Folk tales, folk song, folk legend and and folk lore have been with us since time immemorial and incorporate the primal archetypes of the collective unconscious and the folk wisdom of the human race. Very often these were passed down for millennia in oral form around primal campfires or tribal conclaves as "orature" before the invention of writing and the consequent evolution of "literature," later to be recorded or reworked in such immortal collections as "Aesop's Fables" of the 6th Century BC. In the 1700-1800's a new interest in folk tales arose in the wake of the Romantic Movement which idealized the natural wisdom of the common people, inducing the systematic efforts of scholars and writers to collect and preserve this heritage, as exemplified in such works as Sir Walter Scott's "Minstrelsy of the Scottish Border," (1802) Goethe's friend Johann Gottfried Herder's "Folksongs," (1779) and the "German Folktales" (1815) of "The Brothers Grimm"---Jacob and Wilhelm.
With the evolution of World Literature in our globalized modern world these enduring folk tales remain a continuing source of wisdom and delight. We encounter them as children in our storybooks and we gain the enhanced perspectives of maturity on them as we introduce them to our own children and grandchildren.
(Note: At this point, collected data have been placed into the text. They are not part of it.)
//! AWS Signature Version 4 request signing.
//!
//! Only what the SQS JSON protocol needs: header-based signing of requests
//! with a fully buffered body.

use crate::profile::EnvironmentProfile;
use crate::transport::HttpRequest;
use chrono::{DateTime, Utc};
use common::secret::{ExposeSecret, SecretString};
use reqwest::Url;
use ring::{digest, hmac};
use std::fmt;
use thiserror::Error;

const ALGORITHM: &str = "AWS4-HMAC-SHA256";

/// Request signing failures.
#[derive(Debug, Error)]
pub enum SigningError {
    #[error("Cannot sign request with invalid URL '{url}': {reason}")]
    InvalidUrl { url: String, reason: String },
}

/// Static AWS credentials taken from the profile.
#[derive(Clone)]
pub struct AwsCredentials {
    pub access_key_id: String,
    pub secret_access_key: SecretString,
    pub session_token: Option<SecretString>,
}

impl AwsCredentials {
    pub fn new(access_key_id: impl Into<String>, secret_access_key: impl Into<String>) -> Self {
        Self {
            access_key_id: access_key_id.into(),
            secret_access_key: SecretString::from(secret_access_key.into()),
            session_token: None,
        }
    }

    /// Credentials from the profile, when both key id and secret are present.
    pub fn from_profile(profile: &EnvironmentProfile) -> Option<Self> {
        let access_key_id = profile.credential("AWS_ACCESS_KEY_ID")?;
        let secret_access_key = profile.credential("AWS_SECRET_ACCESS_KEY")?;

        Some(Self {
            access_key_id: access_key_id.expose_secret().to_string(),
            secret_access_key: secret_access_key.clone(),
            session_token: profile.credential("AWS_SESSION_TOKEN").cloned(),
        })
    }
}

impl fmt::Debug for AwsCredentials {
    fn fmt(&self, f: &mut fmt::Formatter<'_>) -> fmt::Result {
        f.debug_struct("AwsCredentials")
            .field("access_key_id", &self.access_key_id)
            .field("secret_access_key", &"[REDACTED]")
            .field(
                "session_token",
                &self.session_token.as_ref().map(|_| "[REDACTED]"),
            )
            .finish()
    }
}

/// Sign `request` for `service` in `region` at the current time.
pub fn sign(
    request: HttpRequest,
    credentials: &AwsCredentials,
    region: &str,
    service: &str,
) -> Result<HttpRequest, SigningError> {
    sign_at(request, credentials, region, service, Utc::now())
}

/// Sign `request` as of `now`.
///
/// Adds `x-amz-date`, `x-amz-security-token` (with a session token) and
/// `authorization`. Every header already on the request is signed, plus
/// `host`, which is derived from the URL.
pub fn sign_at(
    request: HttpRequest,
    credentials: &AwsCredentials,
    region: &str,
    service: &str,
    now: DateTime<Utc>,
) -> Result<HttpRequest, SigningError> {
    let url = Url::parse(&request.url).map_err(|e| SigningError::InvalidUrl {
        url: request.url.clone(),
        reason: e.to_string(),
    })?;
    let host = host_header(&url).ok_or_else(|| SigningError::InvalidUrl {
        url: request.url.clone(),
        reason: "missing host".to_string(),
    })?;

    let amz_date = now.format("%Y%m%dT%H%M%SZ").to_string();
    let date = now.format("%Y%m%d").to_string();

    let mut request = request.header("x-amz-date", amz_date.as_str());
    if let Some(token) = &credentials.session_token {
        request = request.header("x-amz-security-token", token.expose_secret());
    }

    let mut headers: Vec<(String, String)> = request
        .headers
        .iter()
        .map(|(name, value)| (name.to_ascii_lowercase(), value.trim().to_string()))
        .collect();
    headers.push(("host".to_string(), host));
    headers.sort();

    let signed_headers = headers
        .iter()
        .map(|(name, _)| name.as_str())
        .collect::<Vec<_>>()
        .join(";");
    let canonical_headers: String = headers
        .iter()
        .map(|(name, value)| format!("{}:{}\n", name, value))
        .collect();

    let payload_hash = sha256_hex(request.body.as_deref().unwrap_or_default());
    let canonical_request = format!(
        "{}\n{}\n{}\n{}\n{}\n{}",
        request.method.as_str(),
        canonical_path(&url),
        canonical_query(&url),
        canonical_headers,
        signed_headers,
        payload_hash
    );

    let scope = format!("{}/{}/{}/aws4_request", date, region, service);
    let string_to_sign = format!(
        "{}\n{}\n{}\n{}",
        ALGORITHM,
        amz_date,
        scope,
        sha256_hex(canonical_request.as_bytes())
    );

    let signing_key = signing_key(credentials, &date, region, service);
    let signature = hex::encode(hmac::sign(&signing_key, string_to_sign.as_bytes()).as_ref());

    let authorization = format!(
        "{} Credential={}/{}, SignedHeaders={}, Signature={}",
        ALGORITHM, credentials.access_key_id, scope, signed_headers, signature
    );

    Ok(request.header("authorization", authorization))
}

fn signing_key(credentials: &AwsCredentials, date: &str, region: &str, service: &str) -> hmac::Key {
    let secret = format!("AWS4{}", credentials.secret_access_key.expose_secret());
    let k_date = hmac_bytes(secret.as_bytes(), date);
    let k_region = hmac_bytes(&k_date, region);
    let k_service = hmac_bytes(&k_region, service);
    let k_signing = hmac_bytes(&k_service, "aws4_request");
    hmac::Key::new(hmac::HMAC_SHA256, &k_signing)
}

fn hmac_bytes(key: &[u8], data: &str) -> Vec<u8> {
    let key = hmac::Key::new(hmac::HMAC_SHA256, key);
    hmac::sign(&key, data.as_bytes()).as_ref().to_vec()
}

fn sha256_hex(data: &[u8]) -> String {
    hex::encode(digest::digest(&digest::SHA256, data).as_ref())
}

/// `host[:port]`, with the port only when it is not the scheme default.
fn host_header(url: &Url) -> Option<String> {
    let host = url.host_str()?;
    Some(match url.port() {
        Some(port) => format!("{}:{}", host, port),
        None => host.to_string(),
    })
}

fn canonical_path(url: &Url) -> String {
    let path = url.path();
    if path.is_empty() {
        "/".to_string()
    } else {
        path.to_string()
    }
}

fn canonical_query(url: &Url) -> String {
    let mut pairs: Vec<(String, String)> = url
        .query_pairs()
        .map(|(key, value)| (uri_encode(&key), uri_encode(&value)))
        .collect();
    pairs.sort();
    pairs
        .iter()
        .map(|(key, value)| format!("{}={}", key, value))
        .collect::<Vec<_>>()
        .join("&")
}

fn uri_encode(value: &str) -> String {
    let mut encoded = String::with_capacity(value.len());
    for byte in value.bytes() {
        if byte.is_ascii_alphanumeric() || matches!(byte, b'-' | b'_' | b'.' | b'~') {
            encoded.push(char::from(byte));
        } else {
            encoded.push_str(&format!("%{:02X}", byte));
        }
    }
    encoded
}

#[cfg(test)]
mod tests {
    use super::*;
    use chrono::TimeZone;

    fn example_credentials() -> AwsCredentials {
        AwsCredentials::new("AKIDEXAMPLE", "wJalrXUtnFEMI/K7MDENG+bPxRfiCYEXAMPLEKEY")
    }

    fn example_time() -> DateTime<Utc> {
        Utc.with_ymd_and_hms(2015, 8, 30, 12, 36, 0).unwrap()
    }

    #[test]
    fn test_get_vanilla_signature() {
        let request = HttpRequest::get("https://example.amazonaws.com/");

        let signed = sign_at(
            request,
            &example_credentials(),
            "us-east-1",
            "service",
            example_time(),
        )
        .unwrap();

        assert_eq!(signed.header_value("x-amz-date"), Some("20150830T123600Z"));
        assert_eq!(
            signed.header_value("authorization"),
            Some(
                "AWS4-HMAC-SHA256 Credential=AKIDEXAMPLE/20150830/us-east-1/service/aws4_request, \
                 SignedHeaders=host;x-amz-date, \
                 Signature=5fa00fa31553b73ebf1942676e86291e8372ff2a2260956d9b8aae1d763fbf31"
            )
        );
    }

    #[test]
    fn test_session_token_is_signed() {
        let mut credentials = example_credentials();
        credentials.session_token = Some(SecretString::from("session-token".to_string()));

        let request = HttpRequest::post("http://localhost:4566/")
            .header("x-amz-target", "AmazonSQS.GetQueueUrl")
            .body("application/x-amz-json-1.0", b"{}".to_vec());
        let signed = sign_at(request, &credentials, "us-east-1", "sqs", example_time()).unwrap();

        assert_eq!(signed.header_value("x-amz-security-token"), Some("session-token"));
        let authorization = signed.header_value("authorization").unwrap();
        assert!(authorization.contains(
            "SignedHeaders=content-type;host;x-amz-date;x-amz-security-token;x-amz-target"
        ));
    }

    #[test]
    fn test_host_header_keeps_non_default_port() {
        let local = Url::parse("http://localhost:4566/").unwrap();
        let deployed = Url::parse("https://sqs.us-east-1.amazonaws.com/").unwrap();

        assert_eq!(host_header(&local).as_deref(), Some("localhost:4566"));
        assert_eq!(host_header(&deployed).as_deref(), Some("sqs.us-east-1.amazonaws.com"));
    }

    #[test]
    fn test_canonical_query_sorted_and_encoded() {
        let url = Url::parse("https://example.amazonaws.com/?b=2&a=x y&a=1").unwrap();
        assert_eq!(canonical_query(&url), "a=1&a=x%20y&b=2");
    }

    #[test]
    fn test_debug_redacts_secrets() {
        let mut credentials = example_credentials();
        credentials.session_token = Some(SecretString::from("session-token".to_string()));

        let debug = format!("{:?}", credentials);
        assert!(debug.contains("AKIDEXAMPLE"));
        assert!(!debug.contains("EXAMPLEKEY"));
        assert!(!debug.contains("session-token"));
    }
}
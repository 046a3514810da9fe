//! Smoke tier: fast, independent reachability checks.

use crate::check::{Check, CheckError};
use crate::fixtures::{KnoxClient, SqsClient};
use crate::profile::EnvironmentProfile;
use crate::readiness::{probe_all, retry_until_ready, NotReady, ReadinessCheck};
use crate::session::Session;
use crate::targets::{ServiceTarget, TargetKind};
use async_trait::async_trait;
use tracing::info;

/// Smoke checks for `profile`: one health case per target, then the queue and
/// concurrency checks.
pub fn checks(profile: &EnvironmentProfile) -> Vec<Box<dyn Check>> {
    let mut checks: Vec<Box<dyn Check>> = ServiceTarget::deployment_order(profile)
        .into_iter()
        .map(|target| -> Box<dyn Check> {
            match target.kind {
                TargetKind::Knox => Box::new(KnoxHealthCheck),
                _ => Box::new(ReadinessCheck::new(format!("{}_health", target.name()), target)),
            }
        })
        .collect();

    checks.push(Box::new(QueueExistsCheck));
    checks.push(Box::new(ConcurrentReachabilityCheck));
    checks
}

/// Knox health through the authenticated client, retried like every other
/// readiness probe.
pub struct KnoxHealthCheck;

#[async_trait]
impl Check for KnoxHealthCheck {
    fn name(&self) -> &str {
        "knox_health"
    }

    async fn run(&self, session: &Session) -> Result<(), CheckError> {
        let knox = KnoxClient::connect(session).await?;
        let knox = &knox;

        retry_until_ready(session.profile().probe(), TargetKind::Knox, move || async move {
            knox.health().await.map_err(NotReady::from)
        })
        .await?;
        Ok(())
    }
}

/// The Knox ingestion queue resolves to a URL.
pub struct QueueExistsCheck;

#[async_trait]
impl Check for QueueExistsCheck {
    fn name(&self) -> &str {
        "knox_ingestion_queue_exists"
    }

    async fn run(&self, session: &Session) -> Result<(), CheckError> {
        let url = SqsClient::new(session)
            .resolve_queue(session.profile().ingestion_queue())
            .await?;
        info!(queue_url = %url, "Ingestion queue resolved");
        Ok(())
    }
}

/// Every target answers when probed at the same time over the shared pool.
pub struct ConcurrentReachabilityCheck;

#[async_trait]
impl Check for ConcurrentReachabilityCheck {
    fn name(&self) -> &str {
        "targets_reachable_concurrently"
    }

    async fn run(&self, session: &Session) -> Result<(), CheckError> {
        let targets = ServiceTarget::deployment_order(session.profile());
        let results = probe_all(session, &targets).await;

        let failures: Vec<String> = results
            .into_iter()
            .filter_map(|(_, result)| result.err().map(|failure| failure.to_string()))
            .collect();

        if failures.is_empty() {
            Ok(())
        } else {
            Err(CheckError::Assertion(format!(
                "{} of {} targets not ready: {}",
                failures.len(),
                targets.len(),
                failures.join("; ")
            )))
        }
    }
}
//! The concrete cases of the harness.
//!
//! - [`smoke`]: independent reachability checks, one case each.
//! - [`deployment`]: readiness of every target in deployment order.
//! - [`ingestion`]: publish NTDV1 messages and find them in Knox.

pub mod deployment;
pub mod ingestion;
pub mod smoke;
Additionally, we have the opportunity to learn of the folk wisdom and genius of other peoples and civilizations which add to our own heritage as the common inheritance of mankind.
Thus World Literature Forum is happy to introduce such masterpieces of the genre as the "Panchatantra" of ancient India, similar to the animal fables of our own Western Aesop, the "Pali Jatakas," or fabled-accounts of the incarnations of Buddha on the path of Enlightenment, folk-tales of the Chinese Monkey-King Sun Wu Kong and his Indian prototype Hanuman from the Ramayana, and the Amerincian Coyote and Trickster Tales. Also presented is some of the history and evolution of the classics of our own Western heritage, whose origins may have slipped from memory, such as Charles Perrault's "Mother Goose" tales, La Fontaine's "Fables," and American Southern raconteur Joel Chandler Harris's "Tar Baby," derived from the African tales of the black slaves,and perhaps of earlier Indian origin.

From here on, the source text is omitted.